Try it: When a line in the records contains the string "static", copy that line.

Dataset entries
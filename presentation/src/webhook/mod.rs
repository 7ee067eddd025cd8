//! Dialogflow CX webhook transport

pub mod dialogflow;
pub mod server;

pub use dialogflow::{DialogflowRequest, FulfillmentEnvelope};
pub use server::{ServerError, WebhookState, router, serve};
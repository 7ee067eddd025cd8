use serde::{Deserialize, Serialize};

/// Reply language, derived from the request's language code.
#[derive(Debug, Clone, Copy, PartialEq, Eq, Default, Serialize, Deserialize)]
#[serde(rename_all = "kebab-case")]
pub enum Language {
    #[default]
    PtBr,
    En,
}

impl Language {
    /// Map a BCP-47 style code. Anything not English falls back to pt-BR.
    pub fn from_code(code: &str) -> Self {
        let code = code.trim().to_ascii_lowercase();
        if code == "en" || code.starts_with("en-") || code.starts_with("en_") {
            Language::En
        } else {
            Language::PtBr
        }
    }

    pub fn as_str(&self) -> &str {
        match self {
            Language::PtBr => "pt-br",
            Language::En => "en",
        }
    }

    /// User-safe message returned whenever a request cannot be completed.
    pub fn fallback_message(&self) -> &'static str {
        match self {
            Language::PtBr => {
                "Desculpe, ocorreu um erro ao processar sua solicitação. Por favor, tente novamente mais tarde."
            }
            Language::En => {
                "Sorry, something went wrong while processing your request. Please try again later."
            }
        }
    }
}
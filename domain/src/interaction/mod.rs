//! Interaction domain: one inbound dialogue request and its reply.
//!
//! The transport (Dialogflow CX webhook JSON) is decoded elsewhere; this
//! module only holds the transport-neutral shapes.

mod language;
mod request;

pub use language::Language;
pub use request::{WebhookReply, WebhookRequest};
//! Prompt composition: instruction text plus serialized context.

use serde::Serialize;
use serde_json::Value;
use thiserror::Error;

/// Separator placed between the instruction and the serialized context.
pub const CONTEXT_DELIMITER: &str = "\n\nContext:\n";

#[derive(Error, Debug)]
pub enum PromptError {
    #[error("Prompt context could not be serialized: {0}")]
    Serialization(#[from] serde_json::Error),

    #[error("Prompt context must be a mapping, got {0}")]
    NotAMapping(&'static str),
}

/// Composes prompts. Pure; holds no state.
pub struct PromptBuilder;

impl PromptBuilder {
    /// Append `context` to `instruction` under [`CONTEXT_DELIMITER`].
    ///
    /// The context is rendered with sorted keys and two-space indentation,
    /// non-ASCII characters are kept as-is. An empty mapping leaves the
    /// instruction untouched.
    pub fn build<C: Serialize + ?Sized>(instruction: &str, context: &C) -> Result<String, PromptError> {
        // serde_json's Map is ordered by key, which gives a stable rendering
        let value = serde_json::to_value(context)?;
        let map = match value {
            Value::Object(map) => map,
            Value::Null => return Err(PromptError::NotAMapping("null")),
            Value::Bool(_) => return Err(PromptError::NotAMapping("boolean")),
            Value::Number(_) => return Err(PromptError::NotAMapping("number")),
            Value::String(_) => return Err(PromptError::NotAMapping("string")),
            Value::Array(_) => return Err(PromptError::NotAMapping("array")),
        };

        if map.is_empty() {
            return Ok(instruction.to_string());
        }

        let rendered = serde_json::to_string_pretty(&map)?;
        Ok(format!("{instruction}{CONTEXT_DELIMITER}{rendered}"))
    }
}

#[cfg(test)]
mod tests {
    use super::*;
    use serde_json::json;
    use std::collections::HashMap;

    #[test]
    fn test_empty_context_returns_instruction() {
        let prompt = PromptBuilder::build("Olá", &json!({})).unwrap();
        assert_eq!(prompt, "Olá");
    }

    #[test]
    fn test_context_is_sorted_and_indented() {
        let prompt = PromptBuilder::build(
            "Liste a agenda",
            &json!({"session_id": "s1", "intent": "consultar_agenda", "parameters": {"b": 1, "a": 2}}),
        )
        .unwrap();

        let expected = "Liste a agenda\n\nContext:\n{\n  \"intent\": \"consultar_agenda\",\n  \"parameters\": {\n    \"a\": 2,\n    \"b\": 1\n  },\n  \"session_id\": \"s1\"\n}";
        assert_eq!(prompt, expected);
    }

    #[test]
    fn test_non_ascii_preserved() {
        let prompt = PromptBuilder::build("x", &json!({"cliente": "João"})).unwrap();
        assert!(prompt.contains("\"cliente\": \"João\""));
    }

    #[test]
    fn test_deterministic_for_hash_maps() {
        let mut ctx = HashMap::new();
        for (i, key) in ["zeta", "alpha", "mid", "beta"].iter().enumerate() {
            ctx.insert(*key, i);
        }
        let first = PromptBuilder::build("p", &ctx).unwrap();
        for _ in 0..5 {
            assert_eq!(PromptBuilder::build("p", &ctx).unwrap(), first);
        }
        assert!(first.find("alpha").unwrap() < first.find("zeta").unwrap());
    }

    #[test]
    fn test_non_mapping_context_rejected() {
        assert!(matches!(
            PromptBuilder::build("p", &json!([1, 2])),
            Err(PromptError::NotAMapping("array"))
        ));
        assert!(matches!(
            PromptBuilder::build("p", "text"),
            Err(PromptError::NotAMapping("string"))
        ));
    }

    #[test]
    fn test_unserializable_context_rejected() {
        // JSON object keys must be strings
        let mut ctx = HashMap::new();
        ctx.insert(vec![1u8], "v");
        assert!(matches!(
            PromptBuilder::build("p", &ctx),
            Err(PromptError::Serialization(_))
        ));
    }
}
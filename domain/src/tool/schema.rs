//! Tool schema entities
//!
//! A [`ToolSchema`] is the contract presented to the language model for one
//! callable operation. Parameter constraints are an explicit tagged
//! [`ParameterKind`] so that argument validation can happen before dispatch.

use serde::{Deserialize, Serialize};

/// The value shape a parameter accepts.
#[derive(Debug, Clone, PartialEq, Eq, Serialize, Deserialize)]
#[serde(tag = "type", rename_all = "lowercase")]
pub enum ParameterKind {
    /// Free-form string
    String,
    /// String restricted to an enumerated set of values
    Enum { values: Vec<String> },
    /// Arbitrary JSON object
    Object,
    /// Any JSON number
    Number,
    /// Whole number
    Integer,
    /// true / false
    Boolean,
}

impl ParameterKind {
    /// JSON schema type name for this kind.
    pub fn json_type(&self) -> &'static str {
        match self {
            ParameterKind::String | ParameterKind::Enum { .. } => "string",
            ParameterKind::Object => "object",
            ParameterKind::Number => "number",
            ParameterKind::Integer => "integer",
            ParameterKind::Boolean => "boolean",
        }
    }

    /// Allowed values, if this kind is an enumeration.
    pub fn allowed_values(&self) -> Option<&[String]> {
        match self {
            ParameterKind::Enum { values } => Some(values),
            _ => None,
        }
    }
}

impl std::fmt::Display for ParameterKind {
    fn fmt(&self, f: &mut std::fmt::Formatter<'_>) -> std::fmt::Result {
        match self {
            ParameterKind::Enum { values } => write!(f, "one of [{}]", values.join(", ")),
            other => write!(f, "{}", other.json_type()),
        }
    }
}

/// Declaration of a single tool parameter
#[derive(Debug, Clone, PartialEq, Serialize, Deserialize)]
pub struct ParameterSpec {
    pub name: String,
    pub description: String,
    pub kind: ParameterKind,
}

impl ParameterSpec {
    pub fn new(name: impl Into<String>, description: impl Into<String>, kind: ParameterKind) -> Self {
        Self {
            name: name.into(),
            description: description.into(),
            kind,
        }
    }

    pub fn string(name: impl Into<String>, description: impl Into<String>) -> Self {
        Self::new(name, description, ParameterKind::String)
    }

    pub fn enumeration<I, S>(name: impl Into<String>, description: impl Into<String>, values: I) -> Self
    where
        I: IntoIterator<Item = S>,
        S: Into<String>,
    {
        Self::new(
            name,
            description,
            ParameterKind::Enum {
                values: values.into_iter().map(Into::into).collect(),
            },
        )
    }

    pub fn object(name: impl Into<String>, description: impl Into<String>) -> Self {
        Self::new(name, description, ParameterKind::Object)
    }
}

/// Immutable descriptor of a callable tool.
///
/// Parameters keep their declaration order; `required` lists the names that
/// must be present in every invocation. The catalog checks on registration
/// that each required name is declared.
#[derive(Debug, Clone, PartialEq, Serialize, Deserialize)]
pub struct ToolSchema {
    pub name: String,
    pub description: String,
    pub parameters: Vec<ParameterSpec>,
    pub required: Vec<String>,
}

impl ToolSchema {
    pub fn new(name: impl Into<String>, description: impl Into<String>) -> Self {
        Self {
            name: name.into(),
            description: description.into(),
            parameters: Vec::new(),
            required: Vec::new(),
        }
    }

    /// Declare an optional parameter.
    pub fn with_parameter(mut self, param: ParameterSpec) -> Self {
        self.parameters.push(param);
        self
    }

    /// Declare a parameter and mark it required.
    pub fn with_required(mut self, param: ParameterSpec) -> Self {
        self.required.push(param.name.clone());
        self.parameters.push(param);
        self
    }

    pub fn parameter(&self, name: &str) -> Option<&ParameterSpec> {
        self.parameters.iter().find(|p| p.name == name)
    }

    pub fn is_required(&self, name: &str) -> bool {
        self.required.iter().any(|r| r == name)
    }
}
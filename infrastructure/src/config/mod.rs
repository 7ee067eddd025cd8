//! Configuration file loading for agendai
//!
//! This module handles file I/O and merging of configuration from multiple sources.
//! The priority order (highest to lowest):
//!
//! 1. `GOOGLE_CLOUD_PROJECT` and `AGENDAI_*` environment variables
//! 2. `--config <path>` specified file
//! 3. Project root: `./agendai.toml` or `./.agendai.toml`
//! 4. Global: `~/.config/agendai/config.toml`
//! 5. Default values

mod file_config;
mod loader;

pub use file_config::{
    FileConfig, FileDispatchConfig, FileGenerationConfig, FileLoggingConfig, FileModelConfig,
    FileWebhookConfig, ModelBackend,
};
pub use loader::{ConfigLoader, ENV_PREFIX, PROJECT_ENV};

Task response:
    pub fn fallback_message(&self) -> &'static str {
    NotAMapping(&'static str),
    pub fn json_type(&self) -> &'static str {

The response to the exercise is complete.